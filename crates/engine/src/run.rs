// SPDX-License-Identifier: BUSL-1.1
// Copyright (c) 2026 Alfred Jean LLC

//! Per-run state machine, generalizing `fsm.py`'s `State.update()` /
//! `FiniteStateMachine.run()` pattern into a single `tick()` dispatcher
//! over a closed `RunStage` enum instead of per-stage `State` subclasses
//! (REDESIGN FLAGS: no dynamic dispatch on stage-name strings).
//!
//! Stage behavior follows spec.md §4.4 and is grounded in
//! `codalabworker/run_manager.py` (stage list, per-stage responsibilities)
//! and `local_run/docker_image_manager.py`'s resource-polling pattern for
//! the RUNNING stage's enforcement checks.

use cw_adapters::{BundleServiceClient, ContainerRuntime, ContainerSpec, ContainerStatus, ObjectStore};
use cw_core::{BundleId, CacheStage, DependencyKey, RunStage, RunState, WorkerId};
use std::collections::HashMap;
use std::path::{Path, PathBuf};
use std::sync::Arc;
use std::time::{SystemTime, UNIX_EPOCH};
use thiserror::Error;
use tokio::task::JoinHandle;
use tracing::{info, warn};

use crate::dependency_cache::{self, DependencyCache};
use crate::image_cache::{self, ImageCache};
use crate::retry::{retry_with_deadline, DEFAULT_RETRY_DEADLINE, DEFAULT_RETRY_INTERVAL};

#[derive(Debug, Error)]
pub enum RunError {
    #[error("container runtime error: {0}")]
    Container(#[from] cw_adapters::ContainerError),
}

type ResultHandle = JoinHandle<Result<(), String>>;

fn now_ms() -> u64 {
    SystemTime::now().duration_since(UNIX_EPOCH).map(|d| d.as_millis() as u64).unwrap_or(0)
}

/// What the WorkerLoop should do after a tick.
#[derive(Debug, Clone, Copy, PartialEq, Eq)]
pub enum TickOutcome {
    /// Still in progress; call `tick` again next cycle.
    InProgress,
    /// Reached `FINISHED`; the WorkerLoop should drop this run and report
    /// it to the bundle service.
    Done,
}

/// Drives one [`RunState`] through `RunStage`'s transitions.
///
/// Holds the dependencies/image it has acquired from the shared caches so
/// `CLEANING_UP` can release exactly what `PREPARING` acquired, mirroring
/// `run_manager.py`'s pairing of acquire/release calls across a run's
/// lifetime.
pub struct RunStateMachine {
    pub state: RunState,
    container_name: String,
    work_dir: PathBuf,
    store: Arc<dyn ObjectStore>,
    runtime: Arc<dyn ContainerRuntime>,
    service_client: Arc<dyn BundleServiceClient>,
    worker_id: WorkerId,
    acquired_dependencies: Vec<DependencyKey>,
    acquired_image: bool,
    container_started_at_ms: Option<u64>,
    upload_handle: Option<ResultHandle>,
    finalize_handle: Option<ResultHandle>,
}
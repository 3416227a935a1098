// SPDX-License-Identifier: BUSL-1.1
// Copyright (c) 2026 Alfred Jean LLC

use super::*;

fn dummy_channels() -> SocketChannels {
    let (to_worker, _rx) = mpsc::channel::<Vec<u8>>(1);
    let (_tx, from_worker) = mpsc::channel::<Vec<u8>>(1);
    SocketChannels { to_worker, from_worker: Arc::new(tokio::sync::Mutex::new(from_worker)) }
}

fn gateway(idle_timeout: Duration) -> Arc<ConnectionGateway> {
    ConnectionGateway::new(idle_timeout)
}

#[test]
fn connect_with_no_sockets_returns_none() {
    let gw = gateway(Duration::from_secs(5));
    let result = gw.connect(&WorkerId::new("w1")).expect("connect");
    assert!(result.is_none());
}

#[test]
fn connect_marks_the_chosen_socket_unavailable() {
    let gw = gateway(Duration::from_secs(5));
    let worker_id = WorkerId::new("w1");
    let socket_id = SocketId::new();
    gw.register(worker_id.clone(), socket_id.clone(), dummy_channels());

    let chosen = gw.connect(&worker_id).expect("connect").expect("a socket");
    assert_eq!(chosen, socket_id);
    assert!(!gw.registry.lock().sockets.get(&socket_id).expect("socket").available);
}

#[test]
fn two_connects_in_a_row_return_distinct_sockets() {
    // Scenario S5: worker opens two sockets, service calls connect twice.
    let gw = gateway(Duration::from_secs(5));
    let worker_id = WorkerId::new("w1");
    let a = SocketId::new();
    let b = SocketId::new();
    gw.register(worker_id.clone(), a.clone(), dummy_channels());
    gw.register(worker_id.clone(), b.clone(), dummy_channels());

    let first = gw.connect(&worker_id).expect("connect").expect("a socket");
    let second = gw.connect(&worker_id).expect("connect").expect("a socket");
    assert_ne!(first, second);
}

#[test]
fn disconnect_makes_the_socket_eligible_again() {
    let gw = gateway(Duration::from_secs(5));
    let worker_id = WorkerId::new("w1");
    let socket_id = SocketId::new();
    gw.register(worker_id.clone(), socket_id.clone(), dummy_channels());

    let chosen = gw.connect(&worker_id).expect("connect").expect("a socket");
    assert!(gw.connect(&worker_id).expect("connect").is_none());

    gw.disconnect(&chosen).expect("disconnect");
    let reconnected = gw.connect(&worker_id).expect("connect").expect("a socket");
    assert_eq!(reconnected, chosen);
}

#[tokio::test]
async fn idle_socket_is_reclaimed_after_its_timeout() {
    // Scenario S6: a held-but-undisconnected socket is reclaimable once idle.
    let gw = gateway(Duration::from_millis(20));
    let worker_id = WorkerId::new("w1");
    let socket_id = SocketId::new();
    gw.register(worker_id.clone(), socket_id.clone(), dummy_channels());

    let first = gw.connect(&worker_id).expect("connect").expect("a socket");
    assert_eq!(first, socket_id);

    tokio::time::sleep(Duration::from_millis(40)).await;
    let reclaimed = gw.connect(&worker_id).expect("connect").expect("a socket");
    assert_eq!(reclaimed, socket_id);
}

#[test]
fn unregister_removes_the_socket_from_future_connects() {
    let gw = gateway(Duration::from_secs(5));
    let worker_id = WorkerId::new("w1");
    let socket_id = SocketId::new();
    gw.register(worker_id.clone(), socket_id.clone(), dummy_channels());
    gw.unregister(&worker_id, &socket_id);

    assert!(gw.connect(&worker_id).expect("connect").is_none());
}
// SPDX-License-Identifier: BUSL-1.1
// Copyright (c) 2026 Alfred Jean LLC

use super::*;

#[test]
fn url_joins_base_and_path_without_double_slash() {
    let client = HttpBundleServiceClient::new("http://bundles.example/api/");
    assert_eq!(client.url("/workers/wrk-1/checkin"), "http://bundles.example/api/workers/wrk-1/checkin");
}

#[test]
fn classify_4xx_as_client_error() {
    let err = HttpBundleServiceClient::classify(reqwest::StatusCode::BAD_REQUEST, "bad".into());
    assert!(err.is_client_error());
}

#[test]
fn classify_5xx_as_retryable_request_error() {
    let err = HttpBundleServiceClient::classify(reqwest::StatusCode::INTERNAL_SERVER_ERROR, "oops".into());
    assert!(!err.is_client_error());
}
// SPDX-License-Identifier: BUSL-1.1
// Copyright (c) 2026 Alfred Jean LLC

#![cfg_attr(test, allow(clippy::panic))]
#![cfg_attr(test, allow(clippy::unwrap_used))]
#![cfg_attr(test, allow(clippy::expect_used))]

//! cw-adapters: narrow trait boundaries between the worker runtime and the
//! external world (blob storage, container runtime, bundle service),
//! following the teacher's constructor-injected trait-object pattern
//! instead of monkey-patched globals.

pub mod container;
pub mod docker_container_runtime;
pub mod error;
pub mod http_service_client;
pub mod local_object_store;
pub mod object_store;
pub mod service_client;

#[cfg(any(test, feature = "test-support"))]
pub mod fakes;

pub use container::{ContainerRuntime, ContainerSpec, ContainerStats, ContainerStatus};
pub use docker_container_runtime::DockerContainerRuntime;
pub use error::{ContainerError, ObjectStoreError, ServiceClientError};
pub use http_service_client::HttpBundleServiceClient;
pub use local_object_store::LocalObjectStore;
pub use object_store::{ObjectStat, ObjectStore};
pub use service_client::BundleServiceClient;

#[cfg(any(test, feature = "test-support"))]
pub use fakes::{FakeBundleServiceClient, FakeContainerRuntime, FakeObjectStore};
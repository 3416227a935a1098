// SPDX-License-Identifier: BUSL-1.1
// Copyright (c) 2026 Alfred Jean LLC

//! Errors surfaced at the `cw-storage` boundary.

#[derive(Debug, thiserror::Error)]
pub enum CommitError {
    #[error("failed to write state file {path}: {source}")]
    Io {
        path: std::path::PathBuf,
        #[source]
        source: std::io::Error,
    },

    #[error("failed to serialize state for {path}: {source}")]
    Serialize {
        path: std::path::PathBuf,
        #[source]
        source: serde_json::Error,
    },

    #[error("failed to deserialize state from {path}: {source}")]
    Deserialize {
        path: std::path::PathBuf,
        #[source]
        source: serde_json::Error,
    },
}
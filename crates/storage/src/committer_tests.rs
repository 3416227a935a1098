// SPDX-License-Identifier: BUSL-1.1
// Copyright (c) 2026 Alfred Jean LLC

use super::*;

#[derive(Debug, Clone, PartialEq, Eq, serde::Serialize, serde::Deserialize)]
struct Counter {
    schema_version: u32,
    value: u32,
}

impl Versioned for Counter {
    const SCHEMA_VERSION: u32 = 1;

    fn schema_version(&self) -> u32 {
        self.schema_version
    }
}

fn default_counter() -> Counter {
    Counter { schema_version: Counter::SCHEMA_VERSION, value: 0 }
}

#[test]
fn load_missing_file_returns_default() {
    let dir = tempfile::tempdir().expect("tempdir");
    let committer: StateCommitter<Counter> = StateCommitter::new(dir.path().join("state.json"));
    assert_eq!(committer.load(default_counter()), default_counter());
}

#[test]
fn commit_then_load_round_trips() {
    let dir = tempfile::tempdir().expect("tempdir");
    let committer: StateCommitter<Counter> = StateCommitter::new(dir.path().join("state.json"));
    let counter = Counter { schema_version: 1, value: 42 };
    committer.commit(&counter).expect("commit");
    assert_eq!(committer.load(default_counter()), counter);
}

#[test]
fn commit_leaves_no_temp_file_behind() {
    let dir = tempfile::tempdir().expect("tempdir");
    let committer: StateCommitter<Counter> = StateCommitter::new(dir.path().join("state.json"));
    committer.commit(&Counter { schema_version: 1, value: 1 }).expect("commit");
    let entries: Vec<_> = fs::read_dir(dir.path())
        .expect("read_dir")
        .filter_map(|e| e.ok())
        .map(|e| e.file_name().to_string_lossy().into_owned())
        .collect();
    assert_eq!(entries, vec!["state.json".to_string()]);
}

#[test]
fn load_corrupt_file_returns_default() {
    let dir = tempfile::tempdir().expect("tempdir");
    let path = dir.path().join("state.json");
    fs::write(&path, b"not json").expect("write");
    let committer: StateCommitter<Counter> = StateCommitter::new(path);
    assert_eq!(committer.load(default_counter()), default_counter());
}

#[test]
fn load_mismatched_schema_version_returns_default() {
    let dir = tempfile::tempdir().expect("tempdir");
    let path = dir.path().join("state.json");
    fs::write(&path, br#"{"schema_version":99,"value":7}"#).expect("write");
    let committer: StateCommitter<Counter> = StateCommitter::new(path);
    assert_eq!(committer.load(default_counter()), default_counter());
}

#[test]
fn repeated_commits_overwrite_cleanly() {
    let dir = tempfile::tempdir().expect("tempdir");
    let committer: StateCommitter<Counter> = StateCommitter::new(dir.path().join("state.json"));
    for value in 0..5 {
        committer.commit(&Counter { schema_version: 1, value }).expect("commit");
    }
    assert_eq!(committer.load(default_counter()).value, 4);
}
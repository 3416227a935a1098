// SPDX-License-Identifier: BUSL-1.1
// Copyright (c) 2026 Alfred Jean LLC

//! Retry policy for bundle-service calls that report results, grounded in
//! `worker.py`'s `_execute_bundle_service_command_with_retry`: retry every
//! 30s on a server-side error, up to a fixed deadline (default 6 hours);
//! a client-side error is surfaced immediately.

use cw_adapters::ServiceClientError;
use std::time::Duration;

pub const DEFAULT_RETRY_INTERVAL: Duration = Duration::from_secs(30);
pub const DEFAULT_RETRY_DEADLINE: Duration = Duration::from_secs(6 * 60 * 60);

pub async fn retry_with_deadline<F, Fut>(
    interval: Duration,
    deadline: Duration,
    mut attempt: F,
) -> Result<(), ServiceClientError>
where
    F: FnMut() -> Fut,
    Fut: std::future::Future<Output = Result<(), ServiceClientError>>,
{
    let start = tokio::time::Instant::now();
    loop {
        match attempt().await {
            Ok(()) => return Ok(()),
            Err(err) if err.is_client_error() => return Err(err),
            Err(err) => {
                if start.elapsed() >= deadline {
                    return Err(err);
                }
                tracing::warn!(error = %err, "bundle service call failed, retrying");
                tokio::time::sleep(interval).await;
            }
        }
    }
}

#[cfg(test)]
#[path = "retry_tests.rs"]
mod tests;
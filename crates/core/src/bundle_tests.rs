// SPDX-License-Identifier: BUSL-1.1
// Copyright (c) 2026 Alfred Jean LLC

use super::*;

#[test]
fn bundle_id_accepts_full_uuid() {
    let id = BundleId::from_string("0x1a2b3c4d5e6f7890abcdef1234567890");
    assert_eq!(id.as_str(), "0x1a2b3c4d5e6f7890abcdef1234567890");
}

#[test]
fn bundle_id_round_trips_through_serde() {
    let id = BundleId::from_string("550e8400-e29b-41d4-a716-446655440000");
    let json = serde_json::to_string(&id).expect("serialize");
    let back: BundleId = serde_json::from_str(&json).expect("deserialize");
    assert_eq!(id, back);
}

#[test]
fn bundle_state_terminal_states() {
    assert!(BundleState::Ready.is_terminal());
    assert!(BundleState::Failed.is_terminal());
    assert!(BundleState::Killed.is_terminal());
    assert!(!BundleState::Running.is_terminal());
    assert!(!BundleState::Starting.is_terminal());
}

#[test]
fn bundle_state_display_matches_wire_format() {
    assert_eq!(BundleState::WaitingForWorkerStartup.to_string(), "waiting_for_worker_startup");
    assert_eq!(BundleState::WorkerOffline.to_string(), "worker_offline");
}

#[test]
fn resource_request_none_is_zeroed() {
    let r = ResourceRequest::none();
    assert_eq!(r.cpus, 0);
    assert!(r.gpus.is_empty());
    assert!(!r.network);
}
// SPDX-License-Identifier: BUSL-1.1
// Copyright (c) 2026 Alfred Jean LLC

//! `ContainerRuntime`: the seam between the run state machine and the
//! process that actually executes a bundle's command.

use async_trait::async_trait;

use crate::error::ContainerError;

#[derive(Debug, Clone)]
pub struct ContainerSpec {
    pub name: String,
    pub image: String,
    pub command: String,
    pub working_dir: String,
    pub volumes: Vec<(String, String)>,
    pub env: Vec<(String, String)>,
    pub cpus: u32,
    pub gpus: Vec<u32>,
    pub memory_bytes: u64,
    pub network: bool,
}

#[derive(Debug, Clone, Copy, PartialEq, Eq)]
pub enum ContainerStatus {
    Running,
    Exited { code: i32 },
}

#[derive(Debug, Clone, Copy, Default, PartialEq, Eq)]
pub struct ContainerStats {
    pub memory_bytes: u64,
    pub disk_bytes: u64,
}

/// Runs and supervises one bundle's command in a container.
///
/// Mirrors the container lifecycle the RUNNING stage drives: pull the
/// image, start the container, poll its status/resource use each tick,
/// and kill/remove it on completion or cancellation — grounded in the
/// `docker run`/`docker rm` subprocess-shelling pattern from the teacher's
/// `DockerAdapter` (see DESIGN.md).
#[async_trait]
pub trait ContainerRuntime: Send + Sync {
    /// Pull `image` and return its resolved digest.
    async fn pull(&self, image: &str) -> Result<String, ContainerError>;

    async fn run(&self, spec: &ContainerSpec) -> Result<(), ContainerError>;

    async fn inspect(&self, name: &str) -> Result<ContainerStatus, ContainerError>;

    async fn stats(&self, name: &str) -> Result<ContainerStats, ContainerError>;

    async fn kill(&self, name: &str) -> Result<(), ContainerError>;

    async fn remove(&self, name: &str) -> Result<(), ContainerError>;
}

#[cfg(test)]
#[path = "container_tests.rs"]
mod tests;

###

Print, please, the lines from the first line of the material through the line that contains "is grounded in", exactly as written and with nothing added.

filename crates/engine/src/run.rs
// SPDX-License-Identifier: BUSL-1.1
// Copyright (c) 2026 Alfred Jean LLC

//! Per-run state machine, generalizing `fsm.py`'s `State.update()` /
//! `FiniteStateMachine.run()` pattern into a single `tick()` dispatcher
//! over a closed `RunStage` enum instead of per-stage `State` subclasses
//! (REDESIGN FLAGS: no dynamic dispatch on stage-name strings).
//!
//! Stage behavior follows spec.md §4.4 and is grounded in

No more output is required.